The neurologist ordered the standard tests of the day, ultrasound of the neck carotid arteries, especially the affected side of the brain, and the heart. All that was found was mitral valve prolapse. That’s a heart valve between the pumping left ventricle and the left atrium, and outflow from there goes everywhere, including the brain. So, could it be the origin of the stroke? Yes, but why her? The condition is so common at about 6% of the population, that it’s hard to attribute a stroke to that condition. So what about the birth control? See above! Then why her?
I’ve set up a straw man with that. What’s the cause? This, or that?

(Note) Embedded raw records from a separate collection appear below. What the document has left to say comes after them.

use std::sync::Arc;

use image::{codecs::png::PngEncoder, imageops, imageops::FilterType, ExtendedColorType, GrayImage, ImageEncoder};
use store_client::domain::ImageRecord;
use tokio::sync::Semaphore;

use super::row::DecodedRow;
use crate::pipeline::{Envelope, PipelineError, Transform};

#[derive(thiserror::Error, Debug)]
pub enum ResampleError {
    #[error("row has no pixel samples")]
    Empty,
    #[error("raster width must be non-zero")]
    ZeroWidth,
    #[error("{len} samples do not fill whole rows of width {width}")]
    Ragged { len: usize, width: u32 },
    #[error("raster height {0} out of range")]
    TooTall(usize),
    #[error("failed to encode PNG: {0}")]
    Encode(#[from] image::ImageError),
}

/// Height that keeps the aspect ratio of `width x height` at `target_width`, at least 1.
fn scaled_height(width: u32, height: u32, target_width: u32) -> u32 {
    let (w, h, t) = (u64::from(width), u64::from(height), u64::from(target_width));
    ((h * t + w / 2) / w).clamp(1, u64::from(u32::MAX)) as u32
}

/// Resize a single-channel raster of `original_width` columns to `target_width` columns and
/// encode it as PNG.
///
/// Height is inferred from the sample count. Output is a pure function of the input.
pub fn resample(samples: Vec<u8>, original_width: u32, target_width: u32) -> Result<Vec<u8>, ResampleError> {
    if original_width == 0 || target_width == 0 {
        return Err(ResampleError::ZeroWidth);
    }
    if samples.is_empty() {
        return Err(ResampleError::Empty);
    }
    let len = samples.len();
    if len % original_width as usize != 0 {
        return Err(ResampleError::Ragged {
            len,
            width: original_width,
        });
    }
    let rows = len / original_width as usize;
    let height = u32::try_from(rows).map_err(|_| ResampleError::TooTall(rows))?;

    let raster = GrayImage::from_raw(original_width, height, samples).ok_or(ResampleError::Ragged {
        len,
        width: original_width,
    })?;

    let target_height = scaled_height(original_width, height, target_width);
    let resized = imageops::resize(&raster, target_width, target_height, FilterType::Triangle);

    let mut png = Vec::new();
    PngEncoder::new(&mut png).write_image(resized.as_raw(), target_width, target_height, ExtendedColorType::L8)?;
    Ok(png)
}

type ResizeFn = dyn Fn(Vec<u8>, u32, u32) -> Result<Vec<u8>, ResampleError> + Send + Sync;

/// Turns decoded rows into PNG-encoded [`ImageRecord`]s.
///
/// Each resize runs on the blocking pool; the semaphore caps how many run at once.
#[derive(Clone)]
pub struct Resampler {
    original_width: u32,
    target_width: u32,
    permits: Arc<Semaphore>,
    resize: Arc<ResizeFn>,
}

impl Resampler {
    pub fn new(original_width: u32, target_width: u32, max_concurrent: usize) -> Self {
        Self {
            original_width,
            target_width,
            permits: Arc::new(Semaphore::new(max_concurrent.max(1))),
            resize: Arc::new(resample),
        }
    }

    #[cfg(test)]
    fn with_resize<F>(mut self, resize: F) -> Self
    where
        F: Fn(Vec<u8>, u32, u32) -> Result<Vec<u8>, ResampleError> + Send + Sync + 'static,
    {
        self.resize = Arc::new(resize);
        self
    }
}

#[async_trait::async_trait]
impl Transform<DecodedRow, ImageRecord> for Resampler {
    async fn apply(&self, input: Envelope<DecodedRow>) -> Result<Envelope<ImageRecord>, PipelineError> {
        let position = input.position;
        let _permit = self
            .permits
            .acquire()
            .await
            .map_err(|e| PipelineError::row(position, e))?;

        let samples = input.payload.samples();
        let (original_width, target_width) = (self.original_width, self.target_width);
        let resize = self.resize.clone();
        let png = tokio::task::spawn_blocking(move || resize(samples, original_width, target_width))
            .await
            .map_err(|e| PipelineError::row(position, format!("resample task failed: {e}")))?
            .map_err(|e| PipelineError::row(position, e))?;

        Ok(input.map(|row| ImageRecord {
            depth: row.depth,
            pixels: png,
        }))
    }
}
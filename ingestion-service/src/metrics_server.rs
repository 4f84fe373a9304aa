use std::net::SocketAddr;

use axum::{routing::get, Router};
use metrics_exporter_prometheus::{PrometheusBuilder, PrometheusHandle};
use once_cell::sync::OnceCell;

static PROM_HANDLE: OnceCell<PrometheusHandle> = OnceCell::new();

/// Install the Prometheus recorder and serve `/metrics` on `bind_addr` in the background.
pub fn init(bind_addr: &str) -> anyhow::Result<()> {
    let addr: SocketAddr = bind_addr
        .parse()
        .map_err(|e| anyhow::anyhow!("invalid metrics.bind_addr {bind_addr}: {e}"))?;

    let handle = PrometheusBuilder::new()
        .install_recorder()
        .map_err(|e| anyhow::anyhow!("failed to install Prometheus metrics recorder: {e}"))?;
    if PROM_HANDLE.set(handle).is_err() {
        anyhow::bail!("metrics recorder already initialised");
    }

    tokio::spawn(async move {
        let app = Router::new().route("/metrics", get(metrics_handler));

        match tokio::net::TcpListener::bind(addr).await {
            Ok(listener) => {
                tracing::info!(%addr, "metrics endpoint listening");
                if let Err(e) = axum::serve(listener, app.into_make_service()).await {
                    tracing::error!(error = %e, "metrics server error");
                }
            }
            Err(e) => {
                tracing::error!(error = %e, "failed to bind metrics listener");
            }
        }
    });

    Ok(())
}

async fn metrics_handler() -> String {
    PROM_HANDLE.get().map(PrometheusHandle::render).unwrap_or_default()
}
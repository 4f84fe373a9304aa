use std::{sync::Arc, time::Duration};

use futures::StreamExt;
use store_client::{domain::PlantRecord, PlantRepository};

use crate::pipeline::{Envelope, PipelineError, Sink};

/// Buffers plant rows and writes them through a [`PlantRepository`] in batches.
///
/// Row-scoped upstream errors are logged and skipped; a source error stops the sink.
pub struct PlantStoreSink {
    plants: Arc<dyn PlantRepository>,
    batch_size: usize,
    max_retries: u32,
    retry_backoff: Duration,
}

impl PlantStoreSink {
    pub fn new(plants: Arc<dyn PlantRepository>, batch_size: usize, max_retries: u32, retry_backoff: Duration) -> Self {
        Self {
            plants,
            batch_size: batch_size.max(1),
            max_retries,
            retry_backoff,
        }
    }

    async fn flush_batch(&self, batch: &[PlantRecord]) -> Result<u64, PipelineError> {
        if batch.is_empty() {
            return Ok(0);
        }

        let mut attempt: u32 = 0;
        loop {
            match self.plants.bulk_insert(batch).await {
                Ok(written) => {
                    metrics::counter!("plants_persisted_total").increment(written);
                    return Ok(written);
                }
                Err(e) if attempt < self.max_retries => {
                    attempt += 1;
                    let sleep_for = self.retry_backoff * attempt;
                    tracing::warn!(
                        error = %e,
                        attempt,
                        "plant batch insert failed, retrying with backoff"
                    );
                    tokio::time::sleep(sleep_for).await;
                }
                Err(e) => {
                    tracing::error!(error = %e, "plant batch insert failed, giving up");
                    metrics::counter!("plant_persist_errors_total").increment(1);
                    return Err(PipelineError::Sink(e.to_string()));
                }
            }
        }
    }
}

#[async_trait::async_trait]
impl Sink<PlantRecord> for PlantStoreSink {
    async fn run<S>(&self, mut input: S) -> Result<u64, PipelineError>
    where
        S: futures::Stream<Item = Result<Envelope<PlantRecord>, PipelineError>> + Send + Unpin + 'static,
    {
        let mut buffer: Vec<PlantRecord> = Vec::with_capacity(self.batch_size);
        let mut written = 0;

        while let Some(item) = input.next().await {
            let env = match item {
                Ok(env) => env,
                Err(e) if e.is_row_scoped() => {
                    tracing::warn!(error = %e, "plant row skipped");
                    continue;
                }
                Err(e) => return Err(e),
            };

            buffer.push(env.payload);
            if buffer.len() >= self.batch_size {
                written += self.flush_batch(&buffer).await?;
                buffer.clear();
            }
        }

        written += self.flush_batch(&buffer).await?;
        Ok(written)
    }
}
use super::canvas::PlotCanvas;
use super::{PlotBounds, ScalarField};
use plotters::prelude::*;
use std::path::Path;
use thiserror::Error;

#[derive(Debug, Error)]
pub enum PlotError {
    #[error("Nothing to render: no contour or scatter data recorded")]
    Empty,

    #[error("Failed to render chart: {0}")]
    Render(String),
}

// Viridis anchors, dark to bright.
const BAND_PALETTE: [RGBColor; 8] = [
    RGBColor(68, 1, 84),
    RGBColor(70, 50, 126),
    RGBColor(54, 92, 141),
    RGBColor(39, 127, 142),
    RGBColor(31, 161, 135),
    RGBColor(74, 193, 109),
    RGBColor(160, 218, 57),
    RGBColor(253, 231, 37),
];

// Warm ramp for the scatter overlay: early frames light, late frames dark,
// so time progression stays readable over the viridis contour.
const SCATTER_RAMP_START: RGBColor = RGBColor(252, 197, 134);
const SCATTER_RAMP_END: RGBColor = RGBColor(150, 10, 30);
const COLORBAR_WIDTH_PX: u32 = 90;

fn band_index(value: f64, min: f64, max: f64, levels: usize) -> usize {
    if max <= min || !value.is_finite() {
        return 0;
    }
    let t = (value - min) / (max - min);
    ((t * levels as f64) as usize).min(levels - 1)
}

fn scatter_color(frame: usize, total: usize) -> RGBColor {
    if total <= 1 {
        return SCATTER_RAMP_END;
    }
    let t = frame as f64 / (total - 1) as f64;
    let lerp = |a: u8, b: u8| (f64::from(a) + t * (f64::from(b) - f64::from(a))).round() as u8;
    RGBColor(
        lerp(SCATTER_RAMP_START.0, SCATTER_RAMP_END.0),
        lerp(SCATTER_RAMP_START.1, SCATTER_RAMP_END.1),
        lerp(SCATTER_RAMP_START.2, SCATTER_RAMP_END.2),
    )
}

fn band_color(index: usize, levels: usize) -> RGBColor {
    if levels <= 1 {
        return BAND_PALETTE[0];
    }
    let t = index as f64 / (levels - 1) as f64;
    let slot = (t * (BAND_PALETTE.len() - 1) as f64).round() as usize;
    BAND_PALETTE[slot.min(BAND_PALETTE.len() - 1)]
}

/// A plotters-backed [`PlotCanvas`] that renders to a bitmap file.
///
/// Draw calls are recorded; [`ChartCanvas::save`] performs the actual
/// rendering in one pass so the canvas can be handed around without
/// dragging backend lifetimes through the workflow.
#[derive(Debug, Clone)]
pub struct ChartCanvas {
    bounds: PlotBounds,
    contour: Option<(ScalarField, usize)>,
    colorbar: Option<(f64, f64, usize)>,
    frames: Vec<Vec<(f64, f64)>>,
}

impl ChartCanvas {
    pub fn new(bounds: PlotBounds) -> Self {
        Self {
            bounds,
            contour: None,
            colorbar: None,
            frames: Vec::new(),
        }
    }

    /// Returns the number of scatter frames recorded so far.
    pub fn frame_count(&self) -> usize {
        self.frames.len()
    }

    /// Renders everything recorded so far into a bitmap at `path`.
    ///
    /// # Errors
    ///
    /// Returns [`PlotError::Empty`] if nothing was drawn, or
    /// [`PlotError::Render`] if the backend fails (unwritable path,
    /// degenerate dimensions).
    pub fn save(&self, path: &Path, dimensions: (u32, u32)) -> Result<(), PlotError> {
        if self.contour.is_none() && self.frames.is_empty() {
            return Err(PlotError::Empty);
        }

        let root = BitMapBackend::new(path, dimensions).into_drawing_area();
        root.fill(&WHITE).map_err(render_error)?;

        let (main, legend) = if self.colorbar.is_some() {
            let (main, legend) =
                root.split_horizontally(dimensions.0.saturating_sub(COLORBAR_WIDTH_PX));
            (main, Some(legend))
        } else {
            (root.clone(), None)
        };

        let mut chart = ChartBuilder::on(&main)
            .margin(10)
            .x_label_area_size(35)
            .y_label_area_size(45)
            .build_cartesian_2d(
                self.bounds.x_min..self.bounds.x_max,
                self.bounds.y_min..self.bounds.y_max,
            )
            .map_err(render_error)?;
        chart
            .configure_mesh()
            .disable_mesh()
            .draw()
            .map_err(render_error)?;

        if let Some((field, levels)) = &self.contour {
            let (min, max) = field.value_range();
            let levels = *levels;
            let mut cells = Vec::with_capacity((field.nx - 1) * (field.ny - 1));
            for j in 0..field.ny - 1 {
                for i in 0..field.nx - 1 {
                    let corner_mean = (field.value(i, j)
                        + field.value(i + 1, j)
                        + field.value(i, j + 1)
                        + field.value(i + 1, j + 1))
                        / 4.0;
                    let color = band_color(band_index(corner_mean, min, max, levels), levels);
                    cells.push(Rectangle::new(
                        [
                            (field.x_at(i), field.y_at(j)),
                            (field.x_at(i + 1), field.y_at(j + 1)),
                        ],
                        color.filled(),
                    ));
                }
            }
            chart.draw_series(cells).map_err(render_error)?;
        }

        let total_frames = self.frames.len();
        for (index, frame) in self.frames.iter().enumerate() {
            let color = scatter_color(index, total_frames);
            chart
                .draw_series(
                    frame
                        .iter()
                        .map(|&(x, y)| Circle::new((x, y), 2, color.mix(0.8).filled())),
                )
                .map_err(render_error)?;
        }

        if let (Some((min, max, levels)), Some(legend)) = (self.colorbar, legend) {
            draw_colorbar_legend(&legend, min, max, levels)?;
        }

        root.present().map_err(render_error)?;
        Ok(())
    }
}

fn draw_colorbar_legend<DB: DrawingBackend>(
    area: &DrawingArea<DB, plotters::coord::Shift>,
    min: f64,
    max: f64,
    levels: usize,
) -> Result<(), PlotError> {
    let span = if max > min { max - min } else { 1.0 };
    let mut bar = ChartBuilder::on(area)
        .margin(10)
        .set_label_area_size(LabelAreaPosition::Right, 40)
        .build_cartesian_2d(0.0..1.0, min..min + span)
        .map_err(render_error)?;
    bar.configure_mesh()
        .disable_mesh()
        .x_labels(0)
        .y_labels(levels + 1)
        .draw()
        .map_err(render_error)?;

    let step = span / levels as f64;
    bar.draw_series((0..levels).map(|level| {
        let lo = min + level as f64 * step;
        Rectangle::new(
            [(0.0, lo), (1.0, lo + step)],
            band_color(level, levels).filled(),
        )
    }))
    .map_err(render_error)?;
    Ok(())
}

fn render_error(err: impl std::fmt::Display) -> PlotError {
    PlotError::Render(err.to_string())
}

impl PlotCanvas for ChartCanvas {
    fn draw_filled_contour(&mut self, field: &ScalarField, levels: usize) {
        self.contour = Some((field.clone(), levels.max(1)));
    }

    fn draw_colorbar(&mut self, min: f64, max: f64, levels: usize) {
        self.colorbar = Some((min, max, levels.max(1)));
    }

    fn draw_scatter(&mut self, points: &[(f64, f64)]) {
        self.frames.push(points.to_vec());
    }
}

#[cfg(test)]
mod tests {
    use super::*;

    #[test]
    fn band_index_partitions_the_value_range() {
        assert_eq!(band_index(0.0, 0.0, 8.0, 8), 0);
        assert_eq!(band_index(0.9, 0.0, 8.0, 8), 0);
        assert_eq!(band_index(1.0, 0.0, 8.0, 8), 1);
        assert_eq!(band_index(7.9, 0.0, 8.0, 8), 7);
        // The top of the range clamps into the last band.
        assert_eq!(band_index(8.0, 0.0, 8.0, 8), 7);
    }

    #[test]
    fn band_index_handles_degenerate_ranges() {
        assert_eq!(band_index(1.0, 1.0, 1.0, 8), 0);
        assert_eq!(band_index(f64::NAN, 0.0, 1.0, 8), 0);
    }

    #[test]
    fn band_color_spans_the_palette() {
        assert_eq!(band_color(0, 8), BAND_PALETTE[0]);
        assert_eq!(band_color(7, 8), BAND_PALETTE[7]);
        assert_eq!(band_color(0, 2), BAND_PALETTE[0]);
        assert_eq!(band_color(1, 2), BAND_PALETTE[7]);
    }

    #[test]
    fn scatter_ramp_distinguishes_early_and_late_frames() {
        assert_eq!(scatter_color(0, 10), SCATTER_RAMP_START);
        assert_eq!(scatter_color(9, 10), SCATTER_RAMP_END);
        assert_ne!(scatter_color(3, 10), scatter_color(6, 10));
        // A single frame gets the fully saturated end of the ramp.
        assert_eq!(scatter_color(0, 1), SCATTER_RAMP_END);
    }

    #[test]
    fn saving_an_empty_canvas_is_an_error() {
        let canvas = ChartCanvas::new(PlotBounds::default());
        let dir = tempfile::tempdir().unwrap();
        let result = canvas.save(&dir.path().join("empty.png"), (320, 240));
        assert!(matches!(result, Err(PlotError::Empty)));
    }

    #[test]
    fn contour_scatter_and_colorbar_render_to_a_file() {
        let bounds = PlotBounds::new(-1.0, 1.0, -1.0, 1.0);
        let field = ScalarField::from_fn(bounds, 16, 16, |x, y| x * x + y * y);
        let (min, max) = field.value_range();

        let mut canvas = ChartCanvas::new(bounds);
        canvas.draw_filled_contour(&field, 8);
        canvas.draw_colorbar(min, max, 8);
        canvas.draw_scatter(&[(0.0, 0.0), (0.5, -0.5)]);
        assert_eq!(canvas.frame_count(), 1);

        let dir = tempfile::tempdir().unwrap();
        let path = dir.path().join("landscape.png");
        canvas.save(&path, (640, 480)).unwrap();
        assert!(std::fs::metadata(&path).unwrap().len() > 0);
    }
}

Here’s a different story: Asbestos. We know it causes lung cancer, especially mesothelioma, which is quite rare in the absence of asbestos. You’ve seen the ads from the attorneys on TV, right? But smoking also, right? OK. Smoking raises the risk of lung cancer perhaps 10 times above a nonsmoker. After all, there’s also radon gas under your Appalachian home, uranium, Xrays, cosmic rays, etc. Not every case is from smoking. Oh, and there’s asbestos, which raises your risk about 3x, for a normal nonsmoker. What about the asbestos worker who also smokes? That risk is about 90X a nonsmoking non-asbestos worker. The risk factors don’t just multiply instead of add, they go even higher. This is an example of synergy. The combination is worse than the individual factors. So, if one works in asbestos, it’s imperative not to smoke! More pertinently, I framed the teacher questions in binary: black and white, either or. But that’s not how life and biology work. There are no unitary causes. Lawyers like unitary causation. The law is written to assign zero or 100% responsibility most of the time, but biology is not law. Nearly everything is multifactorial.
So back to the teacher. Two factors, neither of which was enough to trigger a TIA, but together? Synergistic?
The neurologist told her never to use oral contraceptives and to go on low dose aspirin for prevention of another TIA. Both are good advice. Were she to “break through” and have another TIA or stroke despite these two measures, we also have stronger anti-platelet prescription drugs, but aspirin is very powerful in low doses for this. And more is not better. Two aspirin a day is enough to destroy the anti-platelet effect with its opposite. More is not better is another basic rule of biology. Everything that can do good in one dose can do harm if too much. Even water can poison you fatally, if you drink enough of it. Moderation in all things, said the Roman poet. Still true. But when there’s synergy, even the relatively safe can be threatening.